In 1791, Tench Coxe wrote that the best doubledecked American ships could be produced for about $34 per ton, while such a vessel could not be purchased in Great Britain, France, or Holland for under $55 to dollarl60 per ton. The only vessels that could compete on a cost basis with American ships were those constructed in such places as Hamburg, Bremen, Lübeck, and Danzig, which had easy access to Baltic lumber. As late as the 1840's, when shipbuilding costs in the United States had risen far above their earlier levels, British shipowners testified at Parliamentary hearings that, because of the capital charges on high-cost British-built vessels, they could not compete in the North Atlantic with the flash packets of the American Black Ball, Swallow Tail, and Red Star lines. Costs, however, were not the only factor, for American shipbuilders had built ships that could "go" with such speed that they could cross the Atlantic in little more than half the time taken by British vessels. To speed was added prestige. At the Liverpool docks, an Englishman named W. N. Blane wrote in 1824, a man "will see the American ships, long, sharp built, beautifully painted and rigged, and remarkable for their appearance and white canvas. He will see the English vessels, short, round and dirty, resembling great black tubs."

The packets were not the only superior American ships. During the first half of the nineteenth century, American shipbuilders contributed as much to the development of the sailing ship as other countries had in three centuries. Noteworthy changes in rig, design, carrying capacity, and handling of vessels occurred between 1815 and 1850. American builders took the fore-and-aft rig, for which the Dutch were probably responsible, and built a vessel of sharp hull lines called the schooner.

This rig, which has been the favored one for cruising yachts, was particularly adaptable for their coasting trade.

The greatest improvements, however, were in square-riggers. Morison tells of a shipmaster, retired in 1819, who took passage in 1834 on a Boston-built vessel. He was astonished at her ability to carry sail, to beat to windward, and to "tack in a pint o'water." Medford builders had evolved a ship of 450 tons, which, handled by 18 officers and men, could carry half as much freight as a 1,500-ton British East Indiaman with a crew of 125, and could sail half again as fast. Elsewhere we tell of the cotton freighters that doubled the carrying capacity of earlier carriers ton for ton. The sailing ship reached a peak of perfection in the American clipper.

This new type of sailing vessel -- characterized by great length in proportion to breadth of beam, an enormous sail area, and long concave bows ending in a gracefully curved cutwater -- had been devised for the China-New York tea trade. The voyage of the Sea Witch [to San Francisco in 1850 ] showed its possibilities. Her record was broken by the Surprise within a year, and in 1851 Flying Cloud made 'Frisco in eighty-nine days from New York, a record never surpassed.

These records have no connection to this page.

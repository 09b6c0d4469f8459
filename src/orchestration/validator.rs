//! Validation Orchestrator - runs one secret validation
//!
//! Checks the provider and service against the registry, normalizes the
//! service name into the backend token format and hands the secret to the
//! backend. Backend failures never escape: they come back as
//! [`ValidationOutcome::Failed`].

use crate::core::error::H2vError;
use crate::core::traits::{ChoiceRegistry, FailureReason, ValidationBackend, ValidationOutcome};
use crate::security::secret::redact;
use crate::validation::choice_validator::format_service;
use secrecy::SecretString;
use tracing::{Instrument, debug, error, info, info_span, warn};
use uuid::Uuid;

pub const STARTED_MESSAGE: &str = "Started validating secret...";

pub struct ValidationOrchestrator<'a> {
    registry: &'a dyn ChoiceRegistry,
    backend: &'a dyn ValidationBackend,
}

impl<'a> ValidationOrchestrator<'a> {
    pub fn new(registry: &'a dyn ChoiceRegistry, backend: &'a dyn ValidationBackend) -> Self {
        Self { registry, backend }
    }

    /// Validate `secret` for `service` of `provider`
    pub async fn validate(
        &self,
        provider: &str,
        service: &str,
        secret: &SecretString,
        show_response: bool,
        report_email: Option<&str>,
    ) -> ValidationOutcome {
        let span = info_span!("validate", request_id = %Uuid::new_v4(), provider, service);

        self.run(provider, service, secret, show_response, report_email)
            .instrument(span)
            .await
    }

    async fn run(
        &self,
        provider: &str,
        service: &str,
        secret: &SecretString,
        show_response: bool,
        report_email: Option<&str>,
    ) -> ValidationOutcome {
        info!("{}", STARTED_MESSAGE);

        if !self.registry.list_providers().iter().any(|p| p == provider) {
            warn!("Provider '{}' is not supported", provider);
            return ValidationOutcome::Failed(FailureReason::BadProvider {
                provider: provider.to_string(),
            });
        }

        let supported = self
            .registry
            .list_services(provider)
            .map(|services| services.iter().any(|s| s == service))
            .unwrap_or(false);
        if !supported {
            warn!("Service '{}' is not supported by '{}'", service, provider);
            return ValidationOutcome::Failed(FailureReason::BadService {
                service: service.to_string(),
            });
        }

        let token = format_service(service);
        debug!(token = %token, secret = %redact(secret), "Calling validation backend");

        match self
            .backend
            .validate_secret(&token, secret, show_response, report_email)
            .await
        {
            Ok(status) => {
                info!("{}", status.message);
                ValidationOutcome::Status(status)
            }
            Err(e) => {
                let message = format!("{:#}", e);
                error!(
                    "{}",
                    H2vError::BackendError {
                        service: service.to_string(),
                        message: message.clone(),
                    }
                );
                ValidationOutcome::Failed(FailureReason::Backend {
                    service: service.to_string(),
                    message,
                })
            }
        }
    }
}
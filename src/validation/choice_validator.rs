//! Choice Validator - checks CLI values against the supported choices
//!
//! # Example
//!
//! ```
//! use how2validate::validation::choice_validator::{format_service, validate_choice};
//!
//! let allowed = vec!["NPM".to_string(), "Snyk".to_string()];
//! assert_eq!(validate_choice("provider", "NPM", &allowed).unwrap(), "NPM");
//! assert!(validate_choice("provider", "npm", &allowed).is_err());
//!
//! assert_eq!(format_service("NPM Access Token"), "npm_access_token");
//! ```

use crate::core::error::H2vError;

/// Return `candidate` unchanged when it is one of `allowed`.
///
/// Matching is exact and case-sensitive. `field` names the option being
/// checked so the error can say which one failed.
pub fn validate_choice(field: &str, candidate: &str, allowed: &[String]) -> Result<String, H2vError> {
    if allowed.iter().any(|choice| choice == candidate) {
        Ok(candidate.to_string())
    } else {
        Err(H2vError::InvalidChoice {
            field: field.to_string(),
            candidate: candidate.to_string(),
            allowed: allowed.to_vec(),
        })
    }
}

/// Normalize a service name into the backend token format.
///
/// Lowercases and collapses every run of whitespace, `-` and `_` into a
/// single `_`. Leading and trailing separators are dropped.
pub fn format_service(name: &str) -> String {
    let mut token = String::with_capacity(name.len());
    let mut pending_separator = false;

    for c in name.trim().chars() {
        if c.is_whitespace() || c == '-' || c == '_' {
            pending_separator = true;
            continue;
        }
        if pending_separator && !token.is_empty() {
            token.push('_');
        }
        pending_separator = false;
        token.extend(c.to_lowercase());
    }

    token
}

As California then afforded no return cargo save gold dust (the export of wheat began only in 1855), the Yankee clippers proceeded in ballast to the China treaty ports, where they came into competition with the British marine; and the result was more impressive than the victory of the yacht America. Crack East-Indiamen humbly waited for a cargo weeks on end, while one American clipper after another sailed off with a cargo of tea at double the ordinary freights. When the Oriental of New York appeared at London, ninety-seven days from Hong-Kong, crowds thronged the West India docks to admire her beautiful hull, lofty rig, and patent fittings; the Admiralty took off her lines in dry dock, and the Times came out with a leader challenging British shipbuilders to set their "long practised skill, steady industry and dogged determination" against the "youth, ingenuity and ardour" of the United States.

The British answer was the British-built clippers Stornoway and Chrysolite, but, by the time they were built, Donald McKay had launched his Sovereign of the Seas, the largest merchant ship yet built. After gold was discovered in Australia in 1853, McKay built four clippers for the Australian Black Ball Line. One of the reasons for repeal of the British Navigation Acts was that British shipowners wished to employ superior American ships.